** Supplied records follows **

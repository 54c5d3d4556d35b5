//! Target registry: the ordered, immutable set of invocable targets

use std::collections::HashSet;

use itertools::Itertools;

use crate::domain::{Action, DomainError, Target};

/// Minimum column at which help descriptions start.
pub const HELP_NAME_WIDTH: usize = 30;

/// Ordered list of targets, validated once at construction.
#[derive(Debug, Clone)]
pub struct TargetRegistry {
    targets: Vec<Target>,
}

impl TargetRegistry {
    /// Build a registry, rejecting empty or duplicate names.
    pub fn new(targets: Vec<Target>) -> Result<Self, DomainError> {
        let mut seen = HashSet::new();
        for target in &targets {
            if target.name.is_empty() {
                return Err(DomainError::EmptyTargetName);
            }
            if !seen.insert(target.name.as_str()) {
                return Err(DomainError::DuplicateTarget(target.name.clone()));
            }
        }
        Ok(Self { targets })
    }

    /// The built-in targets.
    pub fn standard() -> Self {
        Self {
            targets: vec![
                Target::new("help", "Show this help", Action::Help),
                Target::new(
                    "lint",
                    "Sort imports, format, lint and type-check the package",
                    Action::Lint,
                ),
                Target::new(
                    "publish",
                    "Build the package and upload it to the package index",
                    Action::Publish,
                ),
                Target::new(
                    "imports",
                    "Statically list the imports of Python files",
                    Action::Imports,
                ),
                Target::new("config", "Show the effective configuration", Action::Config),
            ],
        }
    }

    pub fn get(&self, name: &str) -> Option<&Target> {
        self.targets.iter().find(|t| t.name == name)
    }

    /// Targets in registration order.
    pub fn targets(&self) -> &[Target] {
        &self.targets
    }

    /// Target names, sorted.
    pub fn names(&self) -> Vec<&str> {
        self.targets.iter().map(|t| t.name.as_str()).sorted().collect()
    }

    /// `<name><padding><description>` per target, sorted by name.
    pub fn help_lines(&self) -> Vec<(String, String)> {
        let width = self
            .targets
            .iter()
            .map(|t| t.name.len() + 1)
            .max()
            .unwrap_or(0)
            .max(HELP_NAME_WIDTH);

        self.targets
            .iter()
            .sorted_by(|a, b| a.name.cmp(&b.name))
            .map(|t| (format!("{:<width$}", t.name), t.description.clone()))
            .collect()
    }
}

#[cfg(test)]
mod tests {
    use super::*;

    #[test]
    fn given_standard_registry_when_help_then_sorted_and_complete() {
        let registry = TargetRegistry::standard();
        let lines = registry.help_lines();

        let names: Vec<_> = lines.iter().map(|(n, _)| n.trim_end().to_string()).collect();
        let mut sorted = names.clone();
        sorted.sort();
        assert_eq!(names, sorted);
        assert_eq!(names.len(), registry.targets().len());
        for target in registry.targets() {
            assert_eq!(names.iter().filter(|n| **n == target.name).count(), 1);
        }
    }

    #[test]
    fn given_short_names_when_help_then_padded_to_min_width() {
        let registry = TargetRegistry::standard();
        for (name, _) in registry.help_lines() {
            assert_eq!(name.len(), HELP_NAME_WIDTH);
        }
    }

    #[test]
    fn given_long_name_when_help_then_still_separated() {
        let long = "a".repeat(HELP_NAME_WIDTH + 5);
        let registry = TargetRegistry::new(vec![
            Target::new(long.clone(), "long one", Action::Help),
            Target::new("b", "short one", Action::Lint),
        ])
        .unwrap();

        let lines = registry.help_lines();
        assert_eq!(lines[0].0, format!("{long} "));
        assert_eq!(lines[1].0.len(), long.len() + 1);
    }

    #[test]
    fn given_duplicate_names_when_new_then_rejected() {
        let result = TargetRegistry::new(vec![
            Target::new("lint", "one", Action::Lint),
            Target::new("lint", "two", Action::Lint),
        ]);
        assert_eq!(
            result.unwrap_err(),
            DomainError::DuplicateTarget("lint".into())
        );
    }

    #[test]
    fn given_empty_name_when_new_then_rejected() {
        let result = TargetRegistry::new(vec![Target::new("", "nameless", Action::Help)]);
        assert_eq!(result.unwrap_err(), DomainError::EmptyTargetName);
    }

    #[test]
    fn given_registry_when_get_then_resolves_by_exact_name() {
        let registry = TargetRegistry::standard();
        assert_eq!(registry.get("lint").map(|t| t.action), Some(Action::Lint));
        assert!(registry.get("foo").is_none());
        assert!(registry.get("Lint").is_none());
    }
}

** End of Supplied records **
** Supplied records follows **

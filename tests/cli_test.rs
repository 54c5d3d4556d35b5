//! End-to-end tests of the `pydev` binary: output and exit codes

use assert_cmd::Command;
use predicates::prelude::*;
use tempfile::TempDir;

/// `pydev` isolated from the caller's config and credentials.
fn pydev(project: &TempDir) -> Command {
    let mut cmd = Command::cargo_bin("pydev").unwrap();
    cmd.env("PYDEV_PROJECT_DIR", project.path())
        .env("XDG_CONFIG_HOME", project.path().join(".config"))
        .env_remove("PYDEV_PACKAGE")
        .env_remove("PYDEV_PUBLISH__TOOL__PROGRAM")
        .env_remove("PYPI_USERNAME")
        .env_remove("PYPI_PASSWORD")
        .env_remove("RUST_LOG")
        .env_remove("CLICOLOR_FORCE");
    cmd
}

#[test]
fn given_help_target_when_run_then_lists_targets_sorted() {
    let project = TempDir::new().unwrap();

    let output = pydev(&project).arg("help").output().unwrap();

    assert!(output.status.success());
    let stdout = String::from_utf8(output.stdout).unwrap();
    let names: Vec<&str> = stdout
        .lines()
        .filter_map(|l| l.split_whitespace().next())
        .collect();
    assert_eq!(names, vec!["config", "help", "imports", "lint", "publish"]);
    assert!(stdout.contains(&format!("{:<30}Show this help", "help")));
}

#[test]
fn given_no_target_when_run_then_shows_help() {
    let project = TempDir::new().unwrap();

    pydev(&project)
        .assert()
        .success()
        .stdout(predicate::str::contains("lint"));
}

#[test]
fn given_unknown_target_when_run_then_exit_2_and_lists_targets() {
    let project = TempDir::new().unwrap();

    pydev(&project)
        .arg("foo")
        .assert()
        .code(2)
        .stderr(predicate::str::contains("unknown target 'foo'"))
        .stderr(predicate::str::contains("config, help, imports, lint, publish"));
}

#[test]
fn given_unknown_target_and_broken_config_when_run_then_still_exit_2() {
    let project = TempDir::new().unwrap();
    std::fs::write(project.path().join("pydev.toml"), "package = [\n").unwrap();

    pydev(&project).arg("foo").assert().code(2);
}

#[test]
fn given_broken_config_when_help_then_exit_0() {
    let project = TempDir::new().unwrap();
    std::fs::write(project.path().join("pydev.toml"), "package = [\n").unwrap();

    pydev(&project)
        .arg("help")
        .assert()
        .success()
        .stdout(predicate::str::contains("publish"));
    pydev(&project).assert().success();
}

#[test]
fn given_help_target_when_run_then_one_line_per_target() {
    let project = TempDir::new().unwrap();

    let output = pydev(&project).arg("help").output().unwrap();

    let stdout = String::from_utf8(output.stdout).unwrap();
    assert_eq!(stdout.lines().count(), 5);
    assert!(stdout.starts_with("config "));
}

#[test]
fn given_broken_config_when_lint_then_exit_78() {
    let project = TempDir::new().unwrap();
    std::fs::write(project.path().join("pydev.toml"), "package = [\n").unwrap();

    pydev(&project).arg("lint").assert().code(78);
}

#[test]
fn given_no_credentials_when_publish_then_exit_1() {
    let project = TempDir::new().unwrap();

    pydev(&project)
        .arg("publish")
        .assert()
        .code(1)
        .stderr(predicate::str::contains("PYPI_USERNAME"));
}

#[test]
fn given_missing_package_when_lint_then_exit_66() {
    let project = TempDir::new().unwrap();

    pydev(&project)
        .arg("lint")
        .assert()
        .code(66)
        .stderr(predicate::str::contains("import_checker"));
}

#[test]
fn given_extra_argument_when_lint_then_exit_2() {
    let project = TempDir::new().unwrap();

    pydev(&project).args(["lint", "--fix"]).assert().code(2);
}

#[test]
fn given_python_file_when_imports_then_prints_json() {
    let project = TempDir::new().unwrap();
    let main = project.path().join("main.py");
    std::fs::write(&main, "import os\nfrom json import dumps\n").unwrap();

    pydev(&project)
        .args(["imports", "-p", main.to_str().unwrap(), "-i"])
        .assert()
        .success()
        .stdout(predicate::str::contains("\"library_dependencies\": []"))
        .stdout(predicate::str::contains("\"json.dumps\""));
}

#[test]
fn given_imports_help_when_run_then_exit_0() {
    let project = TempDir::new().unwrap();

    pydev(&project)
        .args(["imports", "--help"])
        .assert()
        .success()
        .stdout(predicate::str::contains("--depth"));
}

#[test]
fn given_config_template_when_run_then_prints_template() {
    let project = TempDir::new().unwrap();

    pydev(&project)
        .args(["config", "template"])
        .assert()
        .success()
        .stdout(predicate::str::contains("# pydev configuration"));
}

** End of Supplied records **

* [What the exercise asks]:
Whenever a line of the entries contains the string "Command", copy that line.

* [Task result]:
use assert_cmd::Command;
fn pydev(project: &TempDir) -> Command {
    let mut cmd = Command::cargo_bin("pydev").unwrap();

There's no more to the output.